Ian Fraser e Luke Gruntz di Cobourg, Ontario, sono amici dall’età di 4 anni. Increduli? La testimonianza del fatto che si conoscono da tutta la vita la troviamo proprio sulla copertina dell’album: una vecchia foto scattata dalla loro maestra d’asilo quando entrambi, inconsapevolmente, erano venuti a scuola indossando maglioni abbinati.
Scelta bizzarra? Forse, ma riflettendo sulla storia dei due ragazzi, non poteva esserci una migliore rappresentazione per quello che è il loro primo atteso Long Playing, Bummer. Ian e Luke, infatti, non sono due semplici conoscenti, ma proprio due amici cresciuti assieme per una vita intera, tra le strade di una piccola cittadina canadese di circa 18.000 abitanti: l’interesse per la musica emerso per entrambi all’età di 8 anni grazie agli AC/DC, le prime sperimentazioni in sala di registrazione nel corso dell’adolescenza, per poi arrivare sui vent’anni e fondare da un lato un collettivo chiamato New Rock Mafia (incentrato sullo sviluppo, la distribuzione e la difesa della “musica fatta con le vere chitarre”) dall’altro i Cleopatrick, il loro duo chitarra-batteria.

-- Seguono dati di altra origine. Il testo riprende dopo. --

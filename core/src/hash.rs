// Licensed to the Apache Software Foundation (ASF) under one
// or more contributor license agreements.  See the NOTICE file
// distributed with this work for additional information
// regarding copyright ownership.  The ASF licenses this file
// to you under the Apache License, Version 2.0 (the
// "License"); you may not use this file except in compliance
// with the License.  You may obtain a copy of the License at
//
//   http://www.apache.org/licenses/LICENSE-2.0
//
// Unless required by applicable law or agreed to in writing,
// software distributed under the License is distributed on an
// "AS IS" BASIS, WITHOUT WARRANTIES OR CONDITIONS OF ANY
// KIND, either express or implied.  See the License for the
// specific language governing permissions and limitations
// under the License.

//! Hash related utils.

use base64::prelude::BASE64_STANDARD;
use base64::Engine;
use hmac::Hmac;
use hmac::Mac;
use sha1::Sha1;

/// Base64 encode
pub fn base64_encode(content: &[u8]) -> String {
    BASE64_STANDARD.encode(content)
}

/// HMAC with SHA1 hash.
pub fn hmac_sha1(key: &[u8], content: &[u8]) -> Vec<u8> {
    // SAFETY: HMAC's new_from_slice always returns Ok - it handles any key length
    let mut h = Hmac::<Sha1>::new_from_slice(key).unwrap();
    h.update(content);

    h.finalize().into_bytes().to_vec()
}

/// Base64 encoded HMAC with SHA1 hash.
pub fn base64_hmac_sha1(key: &[u8], content: &[u8]) -> String {
    base64_encode(&hmac_sha1(key, content))
}
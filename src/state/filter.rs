//! Selection state and the filter/sort engine
//!
//! The selection is owned by the application and passed into these pure
//! functions explicitly; nothing here touches global state. Every click
//! recomputes the visible list from scratch, which is plenty fast for a
//! catalog of this size.

use std::cmp::Ordering;

use super::data::Community;

/// The active filters: at most one category and one tag
///
/// Both start unset. Filter-bar buttons overwrite the selection
/// unconditionally (the "All" button sends None); tag chips inside cards
/// toggle off when the same tag is clicked again. The asymmetry matches the
/// shipped behavior of the catalog page this app replaces.
#[derive(Debug, Clone, Default, PartialEq)]
pub struct Selection {
    pub category: Option<String>,
    pub tag: Option<String>,
}

impl Selection {
    /// Filter-bar category button: overwrite, never toggle off
    pub fn select_category(&mut self, id: Option<String>) {
        self.category = id;
    }

    /// Filter-bar tag button: overwrite, never toggle off
    pub fn select_tag(&mut self, id: Option<String>) {
        self.tag = id;
    }

    /// Tag chip inside a card: re-clicking the active tag clears it
    pub fn toggle_tag(&mut self, id: &str) {
        if self.tag.as_deref() == Some(id) {
            self.tag = None;
        } else {
            self.tag = Some(id.to_string());
        }
    }

    /// True iff the community passes both active filters
    ///
    /// An unset filter passes everything; both filters must agree (AND).
    pub fn matches(&self, community: &Community) -> bool {
        if let Some(category) = &self.category {
            if !community.categories.contains(category) {
                return false;
            }
        }
        if let Some(tag) = &self.tag {
            if !community.tags.contains(tag) {
                return false;
            }
        }
        true
    }
}

/// Catalog ordering: rating descending, then total members descending
///
/// Used with a stable sort, so communities with identical rating and
/// member count keep their dataset order.
pub fn compare(a: &Community, b: &Community) -> Ordering {
    b.rating
        .total_cmp(&a.rating)
        .then(b.members_count().cmp(&a.members_count()))
}

/// Filter the full community list by the selection, then sort it
///
/// Recomputed from scratch on every selection change; no incremental
/// update, no memoization.
pub fn visible_communities<'a>(
    communities: &'a [Community],
    selection: &Selection,
) -> Vec<&'a Community> {
    let mut visible: Vec<&Community> = communities
        .iter()
        .filter(|c| selection.matches(c))
        .collect();
    visible.sort_by(|a, b| compare(a, b));
    visible
}

#[cfg(test)]
mod tests {
    use super::*;
    use crate::state::data::Platform;
    use std::collections::BTreeMap;

    fn community(id: &str, rating: f64, member_counts: &[u64]) -> Community {
        let platforms: BTreeMap<String, Platform> = member_counts
            .iter()
            .enumerate()
            .map(|(i, &members)| {
                (
                    format!("platform{}", i),
                    Platform {
                        url: String::new(),
                        members,
                    },
                )
            })
            .collect();

        Community {
            id: id.to_string(),
            name: format!("Community {}", id),
            description: String::new(),
            created_at: String::new(),
            categories: Vec::new(),
            tags: Vec::new(),
            rating,
            platforms,
        }
    }

    fn ids(visible: &[&Community]) -> Vec<String> {
        visible.iter().map(|c| c.id.clone()).collect()
    }

    #[test]
    fn test_rating_beats_members_then_members_break_ties() {
        // id 3 wins on rating alone; ids 1 and 2 tie on rating,
        // so id 2 wins on its larger member count
        let communities = vec![
            community("1", 4.0, &[10]),
            community("2", 4.0, &[50]),
            community("3", 5.0, &[]),
        ];

        let visible = visible_communities(&communities, &Selection::default());
        assert_eq!(ids(&visible), ["3", "2", "1"]);
    }

    #[test]
    fn test_sort_is_monotonically_non_increasing() {
        let communities = vec![
            community("a", 2.5, &[7]),
            community("b", 4.0, &[1]),
            community("c", 2.5, &[100]),
            community("d", 0.0, &[999]),
            community("e", 4.0, &[3, 4]),
        ];

        let visible = visible_communities(&communities, &Selection::default());
        for pair in visible.windows(2) {
            let (hi, lo) = (pair[0], pair[1]);
            let hi_key = (hi.rating, hi.members_count());
            let lo_key = (lo.rating, lo.members_count());
            assert!(hi_key >= lo_key, "{:?} sorted before {:?}", lo_key, hi_key);
        }
    }

    #[test]
    fn test_equal_keys_keep_input_order() {
        let communities = vec![
            community("first", 3.0, &[5]),
            community("second", 3.0, &[5]),
            community("third", 3.0, &[5]),
        ];

        let visible = visible_communities(&communities, &Selection::default());
        assert_eq!(ids(&visible), ["first", "second", "third"]);
    }

    #[test]
    fn test_no_selection_is_identity_filter() {
        let communities = vec![
            community("1", 1.0, &[1]),
            community("2", 1.0, &[1]),
        ];

        let visible = visible_communities(&communities, &Selection::default());
        assert_eq!(visible.len(), communities.len());
    }

    #[test]
    fn test_category_filter_keeps_only_matches() {
        let mut a = community("a", 1.0, &[]);
        a.categories = vec!["cat1".to_string()];
        let mut b = community("b", 1.0, &[]);
        b.categories = vec!["cat2".to_string()];

        let selection = Selection {
            category: Some("cat1".to_string()),
            tag: None,
        };

        let communities = [a, b];
        let visible = visible_communities(&communities, &selection);
        assert_eq!(ids(&visible), ["a"]);
    }

    #[test]
    fn test_category_and_tag_filters_are_anded() {
        let mut both = community("both", 1.0, &[]);
        both.categories = vec!["cat1".to_string()];
        both.tags = vec!["t1".to_string()];

        let mut category_only = community("cat-only", 1.0, &[]);
        category_only.categories = vec!["cat1".to_string()];

        let mut tag_only = community("tag-only", 1.0, &[]);
        tag_only.tags = vec!["t1".to_string()];

        let selection = Selection {
            category: Some("cat1".to_string()),
            tag: Some("t1".to_string()),
        };

        let communities = [both, category_only, tag_only];
        let visible = visible_communities(&communities, &selection);
        assert_eq!(ids(&visible), ["both"]);
    }

    #[test]
    fn test_chip_toggles_off_on_reclick() {
        let mut selection = Selection::default();

        selection.toggle_tag("t1");
        assert_eq!(selection.tag.as_deref(), Some("t1"));

        selection.toggle_tag("t1");
        assert_eq!(selection.tag, None);

        // Clicking a different chip switches instead of clearing
        selection.toggle_tag("t1");
        selection.toggle_tag("t2");
        assert_eq!(selection.tag.as_deref(), Some("t2"));
    }

    #[test]
    fn test_filter_bar_buttons_overwrite_without_toggling() {
        let mut selection = Selection::default();

        selection.select_tag(Some("t1".to_string()));
        selection.select_tag(Some("t1".to_string()));
        assert_eq!(selection.tag.as_deref(), Some("t1"));

        selection.select_category(Some("cat1".to_string()));
        selection.select_category(Some("cat1".to_string()));
        assert_eq!(selection.category.as_deref(), Some("cat1"));

        // "All" clears via an explicit None, not via re-click
        selection.select_category(None);
        assert_eq!(selection.category, None);
        selection.select_tag(None);
        assert_eq!(selection.tag, None);
    }
}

Come Cleopatrick i due ragazzi sono attivi dal 2015 e, sempre rigorosamente con la loro etichetta autoprodotta, la Nowhere Special Recordings (distribuita da Thirty Tigers), sinora hanno pubblicato solamente due EP: 14 nel 2016 e The Boys nel 2018. Il loro nome, però, ha iniziato a diventare popolare nel circuito del rock alternative nel 2017, quando hanno diffuso sulle varie piattaforme il singolo “Hometown”, il quale ha raggiunto la sesta posizione nelle classifiche rock statunitensi.
Con Bummer quindi, Ian e Luke, aiutati nella registrazione e produzione dall’amico fraterno e membro aggiunto Jig Dub, si cimentano per la prima volta con un album vero e proprio, dimostrando che sono in grado di rispondere alle attese di fan e critica per un prodotto maggiormente strutturato.
Le sonorità del duo si muovono decise tra l’alternative rock à la Catfish & The Bottlemen, Highly Suspect e i primi Royal Blood, il garage/grunge più sporco quasi alla Nirvana e l’hip-hop.
Se però con i singoli e gli EP precedenti il suono era più pulito, con Bummer i ragazzi non hanno voluto fare prigionieri, puntando tutto su riff decisi e sporchi, distorti fino all’impossibile grazie ad un massiccio uso dei pedali fuzz della chitarra e del feedback. L’effetto complessivo, esagerato in fase di missaggio, rende la loro proposta ancora più scarna e rumorosa, al limite del caos sonoro e per questo molto più vicina ad un attitudine di nirvaniana memoria di quanto non abbiano mai avuto prima.
Da un lato questa caratteristica li rende decisamente deflagranti e valorizza la loro anima underground, dall’altro impasta un po’ troppo il suono, omogeneizzando una creatività musicale realmente valida e rischiando di minare la loro fruizione da parte di un pubblico meno disposto a scavare sotto la patina del rumore.
Rispetto ai testi, invece, la politica dei ragazzi è chiara: al bando i finti cliché del rock’n’roll, “vogliamo cantare canzoni che tutti nella folla si sentano a proprio agio a cantare”. Nel loro caso, quindi, si pesca a piene mani dalla vita di provincia: i primi concerti, gli incontri con gli ex bulli del liceo e il senso di impotenza che si prova nello scoprire che un'altra band ha copiato una delle loro canzoni o che non si riesce a fermare una rissa scoppiata sotto i propri occhi. Insomma, quel miscuglio di frustrazioni, disagi e voglia di riscatto che qualsiasi persona ha provato nella propria vita e che può sentire propri, nel momento in cui li canta a squarciagola pogando sotto un palco.
Genuini, onesti, underground e do-it-yourself fino al midollo, sporcati di anni Novanta fino nell’anima, innamorati del rock e delle chitarre e pronti a qualsiasi cosa per gli amici di una vita. I Cleopatrick sono la nuova riposta all’alternative rock, ancora agli esordi ma con tanto talento e tante potenzialità per diventare grandi, guidati dalla sola volontà di farsi valere e di divertirsi, ora e sempre assieme ai loro amici.